-- DATA SUPPLIED follows --

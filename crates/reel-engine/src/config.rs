//! Engine configuration.

use chrono::Duration;

/// Reconciliation engine configuration.
#[derive(Debug, Clone)]
pub struct EngineConfig {
    /// Max (re)submission attempts for a job that never obtained a run
    /// reference.
    pub start_failure_cap: u32,
    /// Max failure cycles for a job whose provider run failed or was
    /// canceled. Reaching it marks the whole project as failed.
    pub provider_failure_cap: u32,
    /// Requested clip length per scene.
    pub video_duration_sec: u32,
    /// A running job with a run reference but no terminal signal for this
    /// long is force-failed on the next reconciliation pass.
    pub stale_after_secs: i64,
    /// Rough video generation price per second of provider run time.
    pub video_gen_cost_per_sec: f64,
    /// Flat image generation price.
    pub image_gen_cost: f64,
}

impl Default for EngineConfig {
    fn default() -> Self {
        Self {
            start_failure_cap: 3,
            provider_failure_cap: 2,
            video_duration_sec: 5,
            stale_after_secs: 600,
            video_gen_cost_per_sec: 0.01,
            image_gen_cost: 0.001,
        }
    }
}

impl EngineConfig {
    /// Create config from environment variables.
    pub fn from_env() -> Self {
        let defaults = Self::default();
        Self {
            start_failure_cap: env_parse("ENGINE_START_FAILURE_CAP", defaults.start_failure_cap),
            provider_failure_cap: env_parse(
                "ENGINE_PROVIDER_FAILURE_CAP",
                defaults.provider_failure_cap,
            ),
            video_duration_sec: env_parse("ENGINE_VIDEO_DURATION_SEC", defaults.video_duration_sec),
            stale_after_secs: env_parse("ENGINE_STALE_AFTER_SECS", defaults.stale_after_secs),
            video_gen_cost_per_sec: defaults.video_gen_cost_per_sec,
            image_gen_cost: defaults.image_gen_cost,
        }
    }

    /// Staleness threshold as a chrono duration.
    pub fn stale_after(&self) -> Duration {
        Duration::seconds(self.stale_after_secs)
    }
}

fn env_parse<T: std::str::FromStr>(key: &str, default: T) -> T {
    std::env::var(key)
        .ok()
        .and_then(|s| s.parse().ok())
        .unwrap_or(default)
}
//! Provider wire types and output normalization.
//!
//! Providers report output as a bare string, an array, or a nested object
//! depending on the model. All of that is flattened into [`ProviderOutput`]
//! here, at the adapter boundary, so shape-sniffing never reaches the
//! reconciliation engine.

use chrono::{DateTime, Utc};
use serde::{Deserialize, Serialize};
use serde_json::Value;

use reel_models::RunRef;

/// Provider-side run state.
#[derive(Debug, Clone, Copy, PartialEq, Eq, Serialize, Deserialize)]
#[serde(rename_all = "lowercase")]
pub enum ProviderState {
    /// Accepted but not yet scheduled ("starting" on Replicate)
    #[serde(alias = "starting")]
    Pending,
    /// Actively executing ("processing" on Replicate)
    #[serde(alias = "processing")]
    Running,
    Succeeded,
    Failed,
    Canceled,
}

impl ProviderState {
    pub fn is_terminal(&self) -> bool {
        matches!(
            self,
            ProviderState::Succeeded | ProviderState::Failed | ProviderState::Canceled
        )
    }

    pub fn as_str(&self) -> &'static str {
        match self {
            ProviderState::Pending => "pending",
            ProviderState::Running => "running",
            ProviderState::Succeeded => "succeeded",
            ProviderState::Failed => "failed",
            ProviderState::Canceled => "canceled",
        }
    }
}

impl std::fmt::Display for ProviderState {
    fn fmt(&self, f: &mut std::fmt::Formatter<'_>) -> std::fmt::Result {
        write!(f, "{}", self.as_str())
    }
}

/// Normalized run output.
#[derive(Debug, Clone, PartialEq, Eq)]
pub enum ProviderOutput {
    None,
    SingleUrl(String),
    MultiUrl(Vec<String>),
}

impl ProviderOutput {
    /// Normalize a raw provider output value.
    ///
    /// Handles: bare string, array of strings, and objects carrying the URL
    /// under a conventional key (`url`, `video`, `output`).
    pub fn from_raw(raw: Option<&Value>) -> Self {
        match raw {
            None | Some(Value::Null) => ProviderOutput::None,
            Some(Value::String(s)) if !s.is_empty() => ProviderOutput::SingleUrl(s.clone()),
            Some(Value::Array(items)) => {
                let urls: Vec<String> = items
                    .iter()
                    .filter_map(|v| v.as_str())
                    .filter(|s| !s.is_empty())
                    .map(str::to_string)
                    .collect();
                match urls.len() {
                    0 => ProviderOutput::None,
                    1 => ProviderOutput::SingleUrl(urls.into_iter().next().unwrap()),
                    _ => ProviderOutput::MultiUrl(urls),
                }
            }
            Some(Value::Object(map)) => ["url", "video", "output"]
                .iter()
                .find_map(|key| map.get(*key))
                .map(|v| ProviderOutput::from_raw(Some(v)))
                .unwrap_or(ProviderOutput::None),
            _ => ProviderOutput::None,
        }
    }

    /// The first (primary) output URL, if any.
    pub fn first_url(&self) -> Option<&str> {
        match self {
            ProviderOutput::None => None,
            ProviderOutput::SingleUrl(url) => Some(url),
            ProviderOutput::MultiUrl(urls) => urls.first().map(String::as_str),
        }
    }

    /// All output URLs.
    pub fn urls(&self) -> Vec<String> {
        match self {
            ProviderOutput::None => Vec::new(),
            ProviderOutput::SingleUrl(url) => vec![url.clone()],
            ProviderOutput::MultiUrl(urls) => urls.clone(),
        }
    }
}

/// Run timing as reported by the provider.
#[derive(Debug, Clone, Copy, Default, Serialize, Deserialize)]
pub struct RunTiming {
    pub started_at: Option<DateTime<Utc>>,
    pub completed_at: Option<DateTime<Utc>>,
}

impl RunTiming {
    /// Wall-clock generation duration, when both endpoints are known.
    pub fn duration_ms(&self) -> Option<i64> {
        match (self.started_at, self.completed_at) {
            (Some(start), Some(end)) if end >= start => {
                Some((end - start).num_milliseconds())
            }
            _ => None,
        }
    }

    /// Duration against a fallback start (the job's own creation time),
    /// used when the provider omits `started_at`.
    pub fn duration_ms_or_since(&self, fallback_start: DateTime<Utc>) -> Option<i64> {
        self.duration_ms().or_else(|| {
            self.completed_at
                .filter(|end| *end >= fallback_start)
                .map(|end| (end - fallback_start).num_milliseconds())
        })
    }
}

/// One observation of a provider run, from either a poll or a webhook.
#[derive(Debug, Clone)]
pub struct RunSnapshot {
    pub run_ref: RunRef,
    pub state: ProviderState,
    pub output: ProviderOutput,
    pub error: Option<String>,
    /// Echo of the submitted input, used for content-based correlation.
    pub input_echo: Option<Value>,
    pub timing: RunTiming,
}

impl RunSnapshot {
    /// Whether any string in the echoed input contains `needle`.
    ///
    /// Correlation heuristic for providers that do not echo caller-supplied
    /// ids: our scene image URLs embed the scene id, so the echo does too.
    pub fn input_echo_contains(&self, needle: &str) -> bool {
        fn walk(value: &Value, needle: &str) -> bool {
            match value {
                Value::String(s) => s.contains(needle),
                Value::Array(items) => items.iter().any(|v| walk(v, needle)),
                Value::Object(map) => map.values().any(|v| walk(v, needle)),
                _ => false,
            }
        }
        self.input_echo
            .as_ref()
            .map_or(false, |echo| walk(echo, needle))
    }
}

/// Input for a scene video generation run.
#[derive(Debug, Clone, Serialize)]
pub struct VideoGenInput {
    /// Scene prompt text.
    pub prompt: String,
    /// Guidance image; the URL embeds the scene id.
    pub image_url: String,
    /// Requested clip length in seconds.
    pub duration_sec: u32,
}

/// Webhook delivery body (Replicate prediction event shape).
#[derive(Debug, Clone, Deserialize)]
pub struct WebhookPayload {
    /// Run reference. Structurally required; its absence is a client error.
    pub id: Option<String>,
    pub status: Option<ProviderState>,
    #[serde(default)]
    pub output: Option<Value>,
    pub error: Option<String>,
    #[serde(default)]
    pub input: Option<Value>,
    pub started_at: Option<DateTime<Utc>>,
    pub completed_at: Option<DateTime<Utc>>,
}

impl WebhookPayload {
    /// Convert into a run snapshot, or `None` when the payload has no run
    /// reference or state.
    pub fn into_snapshot(self) -> Option<RunSnapshot> {
        let run_ref = RunRef::from_string(self.id?);
        let state = self.status?;
        Some(RunSnapshot {
            run_ref,
            state,
            output: ProviderOutput::from_raw(self.output.as_ref()),
            error: self.error,
            input_echo: self.input,
            timing: RunTiming {
                started_at: self.started_at,
                completed_at: self.completed_at,
            },
        })
    }
}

-- DATA SUPPLIED concluded --

• PROBLEM REQUIREMENTS:
Filter the entries by the string "WebhookPayload" and copy each matching line.

• RESULT:
pub struct WebhookPayload {
impl WebhookPayload {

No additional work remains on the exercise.